_EXERCISE REQUIREMENTS_
In the data below, find the line containing "Ok(Entry::new(record.width as u32, record.height", then set down that line and every later line up to and including the line containing "(0..self.entries.len())", exactly.
** Opening LISTED ENTRIES block **
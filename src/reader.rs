use crate::entry::Entry;
use crate::error::{Error, Result};
use crate::icondir::{
    decode_directory, find_overlap, DirectoryEntry, Header, DIR_ENTRY_LEN,
    HEADER_LEN,
};
use byteorder::{ByteOrder, LittleEndian};
use std::fs::File;
use std::io::{Read, Seek, SeekFrom};
use std::path::Path;
use tracing::{debug, trace};

//===========================================================================//

/// An open ICO container.  The header and directory are parsed and checked
/// up front; payloads are read lazily, one seek per extraction.
pub struct IconReader<R> {
    source: R,
    source_len: u64,
    header: Header,
    entries: Vec<DirectoryEntry>,
}

impl<R: Read + Seek> IconReader<R> {
    /// Parses the header and directory of an ICO container.  Fails if the
    /// header is malformed, if the source is too short to hold the declared
    /// directory, if a payload starts inside the header or directory, or if
    /// two payload ranges overlap.  Payloads extending past
    /// the end of the source are only reported when extracted.
    pub fn open(mut source: R) -> Result<IconReader<R>> {
        let source_len = source.seek(SeekFrom::End(0))?;
        source.seek(SeekFrom::Start(0))?;
        let mut bytes = Vec::with_capacity(HEADER_LEN);
        (&mut source).take(HEADER_LEN as u64).read_to_end(&mut bytes)?;
        if bytes.len() == HEADER_LEN {
            let count = LittleEndian::read_u16(&bytes[4..]) as u64;
            (&mut source)
                .take(count * DIR_ENTRY_LEN as u64)
                .read_to_end(&mut bytes)?;
        }
        let (header, entries) = decode_directory(&bytes)?;
        let directory_end = header.directory_end();
        for (index, entry) in entries.iter().enumerate() {
            if (entry.offset as u64) < directory_end {
                format_error!(
                    "Payload of entry {} starts at offset {}, inside the \
                     directory (which ends at {})",
                    index,
                    entry.offset,
                    directory_end
                );
            }
        }
        if let Some((first, second)) = find_overlap(&entries) {
            format_error!(
                "Payloads of entries {} and {} overlap \
                 ({}..{} and {}..{})",
                first,
                second,
                entries[first].offset,
                entries[first].end(),
                entries[second].offset,
                entries[second].end()
            );
        }
        debug!(count = header.count, source_len, "Opened ICO container");
        Ok(IconReader { source, source_len, header, entries })
    }

    /// Reads the payload of the entry at `index`.  Each call seeks
    /// independently, so calls may come in any order.
    pub fn extract_payload(&mut self, index: usize) -> Result<Vec<u8>> {
        let entry = match self.entries.get(index) {
            Some(&entry) => entry,
            None => {
                return Err(Error::IndexOutOfRange {
                    index,
                    count: self.entries.len(),
                })
            }
        };
        if entry.end() > self.source_len {
            return Err(Error::PayloadOutOfRange {
                index,
                offset: entry.offset,
                size: entry.byte_size,
                source_len: self.source_len,
            });
        }
        trace!(index, offset = entry.offset, size = entry.byte_size, "Seek");
        self.source.seek(SeekFrom::Start(entry.offset as u64))?;
        let mut payload = vec![0u8; entry.byte_size as usize];
        self.source.read_exact(&mut payload)?;
        Ok(payload)
    }

    /// Reads the entry at `index`, pairing its payload with the width and
    /// height bytes from the directory.  A size byte of 0 is reported as 0.
    pub fn extract_entry(&mut self, index: usize) -> Result<Entry> {
        let payload = self.extract_payload(index)?;
        let record = &self.entries[index];
        Ok(Entry::new(record.width as u32, record.height as u32, payload))
    }

    /// Reads every entry, in directory order.
    pub fn into_entries(mut self) -> Result<Vec<Entry>> {
        (0..self.entries.len())
            .map(|index| self.extract_entry(index))
            .collect()
    }
}

impl<R> IconReader<R> {
    /// Returns the parsed header.
    pub fn header(&self) -> Header {
        self.header
    }

    /// Returns the directory records in the order they appear in the file,
    /// which need not match the order of their payloads.
    pub fn entries(&self) -> &[DirectoryEntry] {
        &self.entries
    }

    /// Returns the number of entries.
    pub fn len(&self) -> usize {
        self.entries.len()
    }

    /// Returns true if the container holds no entries.
    pub fn is_empty(&self) -> bool {
        self.entries.is_empty()
    }

    /// Returns the total length of the source, in bytes.
    pub fn source_len(&self) -> u64 {
        self.source_len
    }

    /// Gives back the underlying source.
    pub fn into_inner(self) -> R {
        self.source
    }
}

//===========================================================================//

/// Reads every entry of the ICO file at `path`.  The file is closed before
/// this returns, whether or not reading succeeded.
pub fn read_icon_file<P: AsRef<Path>>(path: P) -> Result<Vec<Entry>> {
    let file = File::open(path.as_ref())?;
    IconReader::open(file)?.into_entries()
}

//===========================================================================//

#[cfg(test)]
mod tests {
    use super::IconReader;
    use crate::error::{Error, ErrorKind};
    use std::io::Cursor;

    // Two entries whose payloads are stored in the reverse order of their
    // directory records.
    const REVERSED: &[u8] = b"\
        \x00\x00\x01\x00\x02\x00\
        \
        \x10\x10\x00\x00\x01\x00\x20\x00\
        \x03\x00\x00\x00\x29\x00\x00\x00\
        \
        \x20\x20\x00\x00\x01\x00\x20\x00\
        \x03\x00\x00\x00\x26\x00\x00\x00\
        \
        BBBAAA";

    #[test]
    fn read_empty_icon_set() {
        let input = b"\x00\x00\x01\x00\x00\x00";
        let reader = IconReader::open(Cursor::new(input)).unwrap();
        assert!(reader.is_empty());
        assert_eq!(reader.header().count, 0);
        assert_eq!(reader.source_len(), 6);
    }

    #[test]
    fn directory_order_is_not_offset_order() {
        let mut reader = IconReader::open(Cursor::new(REVERSED)).unwrap();
        assert_eq!(reader.len(), 2);
        assert_eq!(reader.entries()[0].offset, 41);
        assert_eq!(reader.entries()[1].offset, 38);
        // Extract out of order to make sure each call re-seeks.
        assert_eq!(reader.extract_payload(1).unwrap(), b"BBB");
        assert_eq!(reader.extract_payload(0).unwrap(), b"AAA");
        assert_eq!(reader.extract_payload(1).unwrap(), b"BBB");
    }

    #[test]
    fn extract_entry_carries_directory_size() {
        let mut reader = IconReader::open(Cursor::new(REVERSED)).unwrap();
        let entry = reader.extract_entry(1).unwrap();
        assert_eq!((entry.width(), entry.height()), (32, 32));
        assert_eq!(entry.payload(), b"BBB");
    }

    #[test]
    fn into_entries_keeps_directory_order() {
        let reader = IconReader::open(Cursor::new(REVERSED)).unwrap();
        let entries = reader.into_entries().unwrap();
        let payloads: Vec<&[u8]> =
            entries.iter().map(|entry| entry.payload()).collect();
        assert_eq!(payloads, vec![&b"AAA"[..], &b"BBB"[..]]);
    }

    #[test]
    fn index_out_of_range() {
        let mut reader = IconReader::open(Cursor::new(REVERSED)).unwrap();
        match reader.extract_payload(2) {
            Err(Error::IndexOutOfRange { index, count }) => {
                assert_eq!((index, count), (2, 2));
            }
            other => panic!("unexpected result: {:?}", other),
        }
    }

    #[test]
    fn payload_past_end_of_source() {
        let mut input = REVERSED.to_vec();
        // Bump the first record's offset from 41 to 42.
        input[18] = 0x2a;
        let mut reader = IconReader::open(Cursor::new(input)).unwrap();
        let error = reader.extract_payload(0).unwrap_err();
        assert_eq!(error.kind(), ErrorKind::OutOfRange);
        match error {
            Error::PayloadOutOfRange { index, offset, size, source_len } => {
                assert_eq!((index, offset, size, source_len), (0, 42, 3, 44));
            }
            other => panic!("unexpected error: {:?}", other),
        }
        // The other entry is still readable.
        assert_eq!(reader.extract_payload(1).unwrap(), b"BBB");
    }

    #[test]
    fn overlapping_payloads_are_rejected() {
        let mut input = REVERSED.to_vec();
        // Point the first record at the second record's payload.
        input[18] = 0x27;
        match IconReader::open(Cursor::new(input)) {
            Err(Error::Format(message)) => {
                assert!(message.contains("overlap"), "{}", message)
            }
            Err(other) => panic!("unexpected error: {:?}", other),
            Ok(_) => panic!("overlap was not detected"),
        }
    }

    #[test]
    fn payload_inside_directory_is_rejected() {
        let mut input = REVERSED.to_vec();
        // Point the first record at its own directory bytes.
        input[18] = 0x10;
        match IconReader::open(Cursor::new(input)) {
            Err(Error::Format(message)) => {
                assert!(message.contains("entry 0"), "{}", message);
                assert!(message.contains("offset 16"), "{}", message);
            }
            Err(other) => panic!("unexpected error: {:?}", other),
            Ok(_) => panic!("offset inside the directory was accepted"),
        }
    }

    #[test]
    fn payload_at_zero_is_rejected() {
        let mut input = REVERSED.to_vec();
        input[34] = 0x00;
        let error = IconReader::open(Cursor::new(input)).err().unwrap();
        assert_eq!(error.kind(), ErrorKind::Format);
    }

    #[test]
    fn truncated_directory() {
        let input = &REVERSED[..30];
        match IconReader::open(Cursor::new(input)) {
            Err(Error::Truncated { needed, available }) => {
                assert_eq!((needed, available), (38, 30));
            }
            Err(other) => panic!("unexpected error: {:?}", other),
            Ok(_) => panic!("truncation was not detected"),
        }
    }

    #[test]
    fn wrong_resource_type() {
        let input = b"\x00\x00\x02\x00\x00\x00";
        let error = IconReader::open(Cursor::new(input)).err().unwrap();
        assert_eq!(error.kind(), ErrorKind::Format);
    }
}

//===========================================================================//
** Closing LISTED ENTRIES block **
_COMPLETED TASK_
        Ok(Entry::new(record.width as u32, record.height as u32, payload))
    }

    /// Reads every entry, in directory order.
    pub fn into_entries(mut self) -> Result<Vec<Entry>> {
        (0..self.entries.len())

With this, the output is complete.